Entro, e Quyen, mi accoglie dietro il bancone. È l’inizio di una
serata che non dimenticherò...

Sono arrivato a Hanoi
con un taccuino pieno di domande e una curiosità che mi
pizzica la pelle. La città mi accoglie con il suo caos
ordinato. Motorini che sfrecciano come api impazzite e
venditori ambulanti che gridano tra il fumo dei
carretti. Il mio obiettivo? Raccontare i Nha Nghi,
(letteralmente “casa di riposo”), ossia motel a ore che,
nell’ultimo decennio, sono spuntati come funghi nelle
grandi città del Vietnam, diventando il rifugio di
amanti clandestini, coppie in cerca di privacy e, sì,
anche di prostituzione. Voglio capire cosa rende questi
luoghi così popolari e cosa dicono della società
vietnamita, che in Occidente immaginiamo rigida e
riservata.
È un mercoledì di metà ottobre, e il
caldo umido di Hanoi mi appiccica la camicia alla
schiena. Decido di iniziare dal distretto di Long Biên,
dove mi hanno detto che i Nha Nghi sono numerosi e
discreti. Mentre cammino incontro Lien, una prostituta
di 33 anni che accetta di parlarmi in cambio di un
caffè. Ci sediamo in un chiosco vicino al Ponte Long
Biên, dove l’aria sa di fiume e carburante. Mi dice
mescolando il caffè con un cucchiaino di plastica:
“Lavoro qui da dieci anni. Fino a otto clienti al
giorno, a volte nei Nha Nghi, a volte nei bagni
pubblici. Quattro euro a incontro. Non è una bella vita,
lo so, ma è meglio di niente.” Mi racconta di aver
contratto l’HIV da un ragazzo di passaggio che non era
un suo cliente abituale, e che i Nha Nghi sono più
sicuri perché i gestori tengono d’occhio la situazione.

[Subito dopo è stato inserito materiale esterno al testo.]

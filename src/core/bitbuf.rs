//! # Bit Buffers
//!
//! Bit-granular reader and writer for engine packets.
//!
//! Fields are packed least-significant bit first, and multi-byte integers are
//! little-endian, so a byte-aligned `write_i32` produces the same four bytes as
//! `i32::to_le_bytes`. Fields narrower than a byte (6-bit message types, 4-bit
//! command tags) shift every following field off the byte grid.
//!
//! ## Example
//! ```rust
//! use source_connector::core::bitbuf::{BitReader, BitWriter};
//!
//! let mut writer = BitWriter::with_capacity(16);
//! writer.write_bits(6, 6).unwrap();
//! writer.write_cstring(b"hi").unwrap();
//! let bytes = writer.into_bytes();
//!
//! let mut reader = BitReader::new(&bytes);
//! assert_eq!(reader.read_bits(6).unwrap(), 6);
//! assert_eq!(reader.read_cstring(64).unwrap(), "hi");
//! ```

use crate::error::{constants, ProtocolError, Result};

/// Fixed-capacity bit writer.
#[derive(Debug, Clone)]
pub struct BitWriter {
    buf: Vec<u8>,
    bit_pos: usize,
}

impl BitWriter {
    /// Create a writer backed by a zeroed scratch buffer of `capacity` bytes
    pub fn with_capacity(capacity: usize) -> Self {
        Self {
            buf: vec![0u8; capacity],
            bit_pos: 0,
        }
    }

    /// Scratch buffer size in bytes
    pub fn capacity(&self) -> usize {
        self.buf.len()
    }

    /// Number of bits written so far
    pub fn bits_written(&self) -> usize {
        self.bit_pos
    }

    fn ensure_room(&self, bits: usize) -> Result<()> {
        if self.bit_pos + bits > self.capacity() * 8 {
            return Err(ProtocolError::BufferOverflow {
                capacity: self.capacity(),
            });
        }
        Ok(())
    }

    /// Append the low `bits` bits of `value`.
    ///
    /// # Errors
    /// `Custom` for a bit count outside 1..=32, `BufferOverflow` when the
    /// field does not fit. Nothing is written on error.
    pub fn write_bits(&mut self, value: u32, bits: u32) -> Result<()> {
        if bits == 0 || bits > 32 {
            return Err(ProtocolError::Custom(constants::ERR_INVALID_BIT_COUNT.into()));
        }
        self.ensure_room(bits as usize)?;

        for i in 0..bits {
            if (value >> i) & 1 == 1 {
                self.buf[self.bit_pos / 8] |= 1 << (self.bit_pos % 8);
            }
            self.bit_pos += 1;
        }
        Ok(())
    }

    pub fn write_u8(&mut self, value: u8) -> Result<()> {
        self.write_bits(u32::from(value), 8)
    }

    pub fn write_u16(&mut self, value: u16) -> Result<()> {
        self.write_bits(u32::from(value), 16)
    }

    pub fn write_i32(&mut self, value: i32) -> Result<()> {
        self.write_bits(value as u32, 32)
    }

    pub fn write_u64(&mut self, value: u64) -> Result<()> {
        self.ensure_room(64)?;
        self.write_bits(value as u32, 32)?;
        self.write_bits((value >> 32) as u32, 32)
    }

    /// Append raw bytes. Either all of them fit or none are written.
    pub fn write_bytes(&mut self, bytes: &[u8]) -> Result<()> {
        self.ensure_room(bytes.len() * 8)?;
        for &b in bytes {
            self.write_u8(b)?;
        }
        Ok(())
    }

    /// Append bytes followed by a terminating zero byte
    pub fn write_cstring(&mut self, bytes: &[u8]) -> Result<()> {
        self.ensure_room((bytes.len() + 1) * 8)?;
        self.write_bytes(bytes)?;
        self.write_u8(0)
    }

    /// The written bytes, up to and including the last partially filled byte
    pub fn into_bytes(mut self) -> Vec<u8> {
        self.buf.truncate(self.bit_pos.div_ceil(8));
        self.buf
    }
}

/// Bit reader over a borrowed packet.
///
/// A failed read leaves the cursor untouched.
#[derive(Debug, Clone)]
pub struct BitReader<'a> {
    data: &'a [u8],
    bit_pos: usize,
}

impl<'a> BitReader<'a> {
    pub fn new(data: &'a [u8]) -> Self {
        Self { data, bit_pos: 0 }
    }

    pub fn bits_read(&self) -> usize {
        self.bit_pos
    }

    pub fn bits_remaining(&self) -> usize {
        self.data.len() * 8 - self.bit_pos
    }

    fn ensure_available(&self, bits: usize) -> Result<()> {
        if bits > self.bits_remaining() {
            return Err(ProtocolError::Decode(constants::ERR_UNEXPECTED_END.into()));
        }
        Ok(())
    }

    /// Read a `bits`-wide unsigned field (1..=32 bits)
    pub fn read_bits(&mut self, bits: u32) -> Result<u32> {
        if bits == 0 || bits > 32 {
            return Err(ProtocolError::Custom(constants::ERR_INVALID_BIT_COUNT.into()));
        }
        self.ensure_available(bits as usize)?;

        let mut value = 0u32;
        for i in 0..bits {
            let bit = (self.data[self.bit_pos / 8] >> (self.bit_pos % 8)) & 1;
            value |= u32::from(bit) << i;
            self.bit_pos += 1;
        }
        Ok(value)
    }

    pub fn read_u8(&mut self) -> Result<u8> {
        self.read_bits(8).map(|v| v as u8)
    }

    pub fn read_u16(&mut self) -> Result<u16> {
        self.read_bits(16).map(|v| v as u16)
    }

    pub fn read_i32(&mut self) -> Result<i32> {
        self.read_bits(32).map(|v| v as i32)
    }

    pub fn read_u64(&mut self) -> Result<u64> {
        self.ensure_available(64)?;
        let lo = u64::from(self.read_bits(32)?);
        let hi = u64::from(self.read_bits(32)?);
        Ok(lo | (hi << 32))
    }

    pub fn read_bytes(&mut self, len: usize) -> Result<Vec<u8>> {
        self.ensure_available(len * 8)?;
        (0..len).map(|_| self.read_u8()).collect()
    }

    /// Read the raw bytes of a NUL-terminated string of at most `max` bytes.
    ///
    /// Stops at the terminator (consumed, not returned), at the end of the
    /// data, or after `max` bytes, whichever comes first. Fails only when not
    /// even one byte is left to read.
    pub fn read_cstring_bytes(&mut self, max: usize) -> Result<Vec<u8>> {
        self.ensure_available(8)?;

        let mut bytes = Vec::new();
        while bytes.len() < max && self.bits_remaining() >= 8 {
            let b = self.read_u8()?;
            if b == 0 {
                break;
            }
            bytes.push(b);
        }
        Ok(bytes)
    }

    /// [`read_cstring_bytes`](Self::read_cstring_bytes) as text. Invalid
    /// UTF-8 is replaced with U+FFFD rather than rejected.
    pub fn read_cstring(&mut self, max: usize) -> Result<String> {
        let bytes = self.read_cstring_bytes(max)?;
        Ok(String::from_utf8_lossy(&bytes).into_owned())
    }
}
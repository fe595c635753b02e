//! Identity ticket providers.
//!
//! The connector needs two things from the account's identity service: the
//! 64-bit identity and a freshly issued authentication ticket. Both are
//! opaque to the handshake.

use crate::error::{constants, ProtocolError, Result};
use std::sync::Arc;

/// Source of the identity presented in the connect packet
pub trait IdentityProvider: Send {
    /// 64-bit account identity
    fn identity_id(&self) -> u64;

    /// Issue a new authentication ticket.
    ///
    /// # Errors
    /// `ProtocolError::Identity` when no ticket can be issued. The handshake
    /// cannot continue without one.
    fn create_ticket(&self) -> Result<Vec<u8>>;
}

impl<T: IdentityProvider + Sync> IdentityProvider for Arc<T> {
    fn identity_id(&self) -> u64 {
        (**self).identity_id()
    }

    fn create_ticket(&self) -> Result<Vec<u8>> {
        (**self).create_ticket()
    }
}

/// Provider handing out a ticket obtained ahead of time
#[derive(Debug, Clone)]
pub struct StaticIdentity {
    identity_id: u64,
    ticket: Vec<u8>,
}

impl StaticIdentity {
    pub fn new(identity_id: u64, ticket: Vec<u8>) -> Self {
        Self {
            identity_id,
            ticket,
        }
    }
}

impl IdentityProvider for StaticIdentity {
    fn identity_id(&self) -> u64 {
        self.identity_id
    }

    fn create_ticket(&self) -> Result<Vec<u8>> {
        if self.ticket.is_empty() {
            return Err(ProtocolError::Identity(constants::ERR_EMPTY_TICKET.into()));
        }
        Ok(self.ticket.clone())
    }
}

“Non vogliono guai.” Aggiunge. Le chiedo se i Nha Nghi
hanno cambiato la città, e lei scrolla le spalle. “Non
hanno cambiato nulla. Hanno solo reso tutto più…
pratico.”
La mia prossima tappa è un caffè
nell’Old Quarter, dove incontro Thung, un trentenne che
si definisce “un ex donnaiolo”. Con la sua aria spavalda
mi racconta di aver usato i Nha Nghi per due anni,
portando a letto oltre trenta ragazze grazie alle
chatroom online. “Era un gioco. Bastavano un paio di
complimenti, una conversazione, e poi… tutto veniva
naturale. Le chatroom hanno reso tutto più veloce. Ne
contatti due e tre e la sera stessa esci con la più
bella, una passeggiata, un bacio, le tocchi le tette e
dopo ti ritrovi in un Nha Nghi a scopare.” Thung si è
sposato di recente, con la prima ragazza che ha messo
incinta, ma non sembra pentito delle sue avventure. “Qui
è normale.” Insiste. “Gli uomini, ma anche le donne,
cercano qualcosa di più. I Nha Nghi sono solo uno spazio
per farlo.”
A questo punto sono curioso di
visitare un Nha Nghi e il primo che incontro è un
edificio anonimo con un’insegna al neon che lampeggia in
rosso. L’ingresso è discreto, quasi nascosto. Qui
incontro Quyen, fa la receptionist di questo piccolo
hotel, è una donna sulla trentina con un sorriso
cordiale e un inglese spezzettato. Ha capelli lunghi,
neri e lisci, raccolti in una coda ordinata. La sua
pelle è chiara, tipica di molte donne vietnamite, e cura
il suo aspetto con un trucco leggero che mette in
risalto i suoi lineamenti delicati. Indossa un’uniforme
tradizionale.
È gentile, sorridente e
accogliente, mi offre un tè freddo ed allora le chiedo
dei Nha Nghi, e lei ride, come se la domanda fosse quasi
scontata. “Sa, qui non siamo come ci dipingete voi in
Europa. I vietnamiti amano divertirsi. Le storie
d’amore, le avventure… sono normali. E i Nha Nghi sono
molto utili. La tariffa è di tre dollari l’ora, cinque
per due ore. Praticamente una cifra ridicola per voi
occidentali.” Dopo aver risposto ad una telefonata
di lavoro riprende con un tono più confidenziale
raccontandomi che è tornata single da poco tempo e mi
parla del suo ex, un uomo d’affari che usava i motel per
incontrare tre, a volte quattro donne a settimana. “Non
riusciva a essere fedele. Qui è facile, troppo facile.”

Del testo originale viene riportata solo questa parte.